Material supplied below:
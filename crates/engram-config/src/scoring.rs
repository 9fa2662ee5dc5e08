//! Importance and relevance scoring constants.

use serde::{Deserialize, Serialize};

const fn default_half_life_days() -> f64 {
    7.0
}

const fn default_feedback_weight() -> f64 {
    0.30
}

const fn default_concept_scalar() -> f64 {
    0.20
}

const fn default_min_score() -> f64 {
    0.01
}

const fn default_base_decay() -> f64 {
    0.1
}

const fn default_access_decay() -> f64 {
    0.05
}

const fn default_relation_weight() -> f64 {
    0.3
}

const fn default_min_relevance() -> f64 {
    0.001
}

#[derive(Debug, Clone, Deserialize, Serialize)]
pub struct ScoringConfig {
    /// Importance recency half-life, in days.
    #[serde(default = "default_half_life_days")]
    pub half_life_days: f64,

    /// Weight of explicit user feedback (−1/0/+1).
    #[serde(default = "default_feedback_weight")]
    pub feedback_weight: f64,

    /// Scalar applied to each recognized concept's weight.
    #[serde(default = "default_concept_scalar")]
    pub concept_scalar: f64,

    /// Importance floor.
    #[serde(default = "default_min_score")]
    pub min_score: f64,

    /// Relevance age decay rate (per day).
    #[serde(default = "default_base_decay")]
    pub base_decay: f64,

    /// Relevance access-recency decay rate (per day).
    #[serde(default = "default_access_decay")]
    pub access_decay: f64,

    /// Weight of the relation-count boost.
    #[serde(default = "default_relation_weight")]
    pub relation_weight: f64,

    /// Relevance floor.
    #[serde(default = "default_min_relevance")]
    pub min_relevance: f64,
}

impl Default for ScoringConfig {
    fn default() -> Self {
        Self {
            half_life_days: default_half_life_days(),
            feedback_weight: default_feedback_weight(),
            concept_scalar: default_concept_scalar(),
            min_score: default_min_score(),
            base_decay: default_base_decay(),
            access_decay: default_access_decay(),
            relation_weight: default_relation_weight(),
            min_relevance: default_min_relevance(),
        }
    }
}

#[cfg(test)]
mod tests {
    use super::*;

    #[test]
    fn defaults_match_documented_constants() {
        let config = ScoringConfig::default();
        assert!((config.half_life_days - 7.0).abs() < f64::EPSILON);
        assert!((config.feedback_weight - 0.30).abs() < f64::EPSILON);
        assert!((config.concept_scalar - 0.20).abs() < f64::EPSILON);
        assert!((config.min_score - 0.01).abs() < f64::EPSILON);
        assert!((config.base_decay - 0.1).abs() < f64::EPSILON);
        assert!((config.access_decay - 0.05).abs() < f64::EPSILON);
        assert!((config.relation_weight - 0.3).abs() < f64::EPSILON);
        assert!((config.min_relevance - 0.001).abs() < f64::EPSILON);
    }
}
//! The `VectorBackend` capability set and query filter types.
//!
//! The store is polymorphic over backends: a DuckDB variant for on-disk or
//! in-memory relational storage with the vector functions, and a pure
//! in-process brute-force variant for ephemeral use and tests. Backends
//! speak raw distances; similarity conversion happens in the facade.

use std::collections::{BTreeMap, HashMap};
use std::str::FromStr;

use engram_core::{DocMetadata, DocType, StaleVector, VectorRow};

use crate::error::StoreError;

/// Recognized `where` filters. Unknown keys are ignored by construction.
///
/// The `project` filter intentionally matches global rows too:
/// `project = :p OR scope = 'global'`.
#[derive(Debug, Clone, Default, PartialEq, Eq)]
pub struct QueryFilter {
    pub doc_type: Option<DocType>,
    pub project: Option<String>,
}

impl QueryFilter {
    /// Build a filter from a caller-supplied `where` map, ignoring every
    /// key other than `doc_type` and `project`.
    #[must_use]
    pub fn from_where(where_map: &HashMap<String, String>) -> Self {
        Self {
            doc_type: where_map
                .get("doc_type")
                .and_then(|v| DocType::from_str(v).ok()),
            project: where_map.get("project").cloned(),
        }
    }

    #[must_use]
    pub const fn is_empty(&self) -> bool {
        self.doc_type.is_none() && self.project.is_none()
    }
}

/// A raw backend hit: doc id, cosine distance (0..=2), and stored metadata.
#[derive(Debug, Clone, PartialEq)]
pub struct BackendHit {
    pub doc_id: String,
    pub distance: f64,
    pub metadata: DocMetadata,
}

/// Persistence capability set required by the vector store facade.
///
/// Implementations are internally synchronized; callers still serialize
/// writes at the facade level so result-cache invalidation stays inside
/// the write critical section.
pub trait VectorBackend: Send + Sync {
    /// Upsert rows by `doc_id`.
    ///
    /// # Errors
    ///
    /// Returns [`StoreError`] on storage failure; no partial visibility
    /// guarantees are made across rows.
    fn upsert(&self, rows: &[VectorRow]) -> Result<(), StoreError>;

    /// Delete by exact `doc_id`; missing ids are not an error.
    /// Returns the number of rows removed.
    ///
    /// # Errors
    ///
    /// Returns [`StoreError`] on storage failure.
    fn delete(&self, doc_ids: &[String]) -> Result<usize, StoreError>;

    /// Delete every row whose `doc_id` starts with `prefix`.
    ///
    /// # Errors
    ///
    /// Returns [`StoreError`] on storage failure.
    fn delete_by_prefix(&self, prefix: &str) -> Result<usize, StoreError>;

    /// Filtered top-k by ascending cosine distance.
    ///
    /// # Errors
    ///
    /// Returns [`StoreError`] on storage failure.
    fn top_k(
        &self,
        embedding: &[f32],
        k: usize,
        filter: &QueryFilter,
    ) -> Result<Vec<BackendHit>, StoreError>;

    /// Like [`Self::top_k`] but returns only the best-scoring row per
    /// `sqlite_id` (ranked partition, top-1 per group).
    ///
    /// # Errors
    ///
    /// Returns [`StoreError`] on storage failure.
    fn top_k_grouped(
        &self,
        embedding: &[f32],
        k: usize,
        filter: &QueryFilter,
    ) -> Result<Vec<BackendHit>, StoreError>;

    /// Total row count.
    ///
    /// # Errors
    ///
    /// Returns [`StoreError`] on storage failure.
    fn count(&self) -> Result<u64, StoreError>;

    /// Rows whose `model_version` is null or differs from `current_version`.
    ///
    /// # Errors
    ///
    /// Returns [`StoreError`] on storage failure.
    fn stale(&self, current_version: &str) -> Result<Vec<StaleVector>, StoreError>;

    /// Row count per distinct `model_version`.
    ///
    /// # Errors
    ///
    /// Returns [`StoreError`] on storage failure.
    fn version_counts(&self) -> Result<BTreeMap<String, u64>, StoreError>;

    /// Row count per `doc_type`.
    ///
    /// # Errors
    ///
    /// Returns [`StoreError`] on storage failure.
    fn coverage_by_type(&self) -> Result<BTreeMap<String, u64>, StoreError>;

    /// Row count per `project` (empty project keyed as `""`).
    ///
    /// # Errors
    ///
    /// Returns [`StoreError`] on storage failure.
    fn project_counts(&self) -> Result<BTreeMap<String, u64>, StoreError>;
}

/// Whether a row passes the filter. Shared by backends that evaluate
/// filters in process.
#[must_use]
pub fn filter_matches(filter: &QueryFilter, metadata: &DocMetadata) -> bool {
    if let Some(doc_type) = filter.doc_type {
        if metadata.doc_type != doc_type {
            return false;
        }
    }
    if let Some(project) = &filter.project {
        let is_global = metadata.scope == engram_core::Scope::Global;
        let same_project = metadata.project.as_deref() == Some(project.as_str());
        if !same_project && !is_global {
            return false;
        }
    }
    true
}

#[cfg(test)]
mod tests {
    use super::*;
    use engram_core::Scope;
    use pretty_assertions::assert_eq;

    fn meta(doc_type: DocType, project: Option<&str>, scope: Scope) -> DocMetadata {
        let mut m = DocMetadata::new(1, doc_type);
        m.project = project.map(ToString::to_string);
        m.scope = scope;
        m
    }

    #[test]
    fn from_where_ignores_unknown_keys() {
        let mut map = HashMap::new();
        map.insert("doc_type".to_string(), "observation".to_string());
        map.insert("project".to_string(), "engram".to_string());
        map.insert("color".to_string(), "purple".to_string());

        let filter = QueryFilter::from_where(&map);
        assert_eq!(filter.doc_type, Some(DocType::Observation));
        assert_eq!(filter.project.as_deref(), Some("engram"));
    }

    #[test]
    fn from_where_ignores_bad_doc_type_values() {
        let mut map = HashMap::new();
        map.insert("doc_type".to_string(), "nonsense".to_string());
        let filter = QueryFilter::from_where(&map);
        assert!(filter.is_empty() || filter.doc_type.is_none());
    }

    #[test]
    fn project_filter_admits_global_rows() {
        let filter = QueryFilter {
            doc_type: None,
            project: Some("engram".to_string()),
        };
        assert!(filter_matches(
            &filter,
            &meta(DocType::Observation, Some("engram"), Scope::Project)
        ));
        assert!(filter_matches(
            &filter,
            &meta(DocType::Observation, Some("other"), Scope::Global)
        ));
        assert!(!filter_matches(
            &filter,
            &meta(DocType::Observation, Some("other"), Scope::Project)
        ));
        assert!(!filter_matches(&filter, &meta(DocType::Observation, None, Scope::Unset)));
    }

    #[test]
    fn doc_type_filter_is_exact() {
        let filter = QueryFilter {
            doc_type: Some(DocType::UserPrompt),
            project: None,
        };
        assert!(filter_matches(&filter, &meta(DocType::UserPrompt, None, Scope::Unset)));
        assert!(!filter_matches(&filter, &meta(DocType::Observation, None, Scope::Unset)));
    }
}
End of Material supplied.
### Your task
The number of lines in the records that include "every" is what is needed, with no other words.

### Solution for this problem
2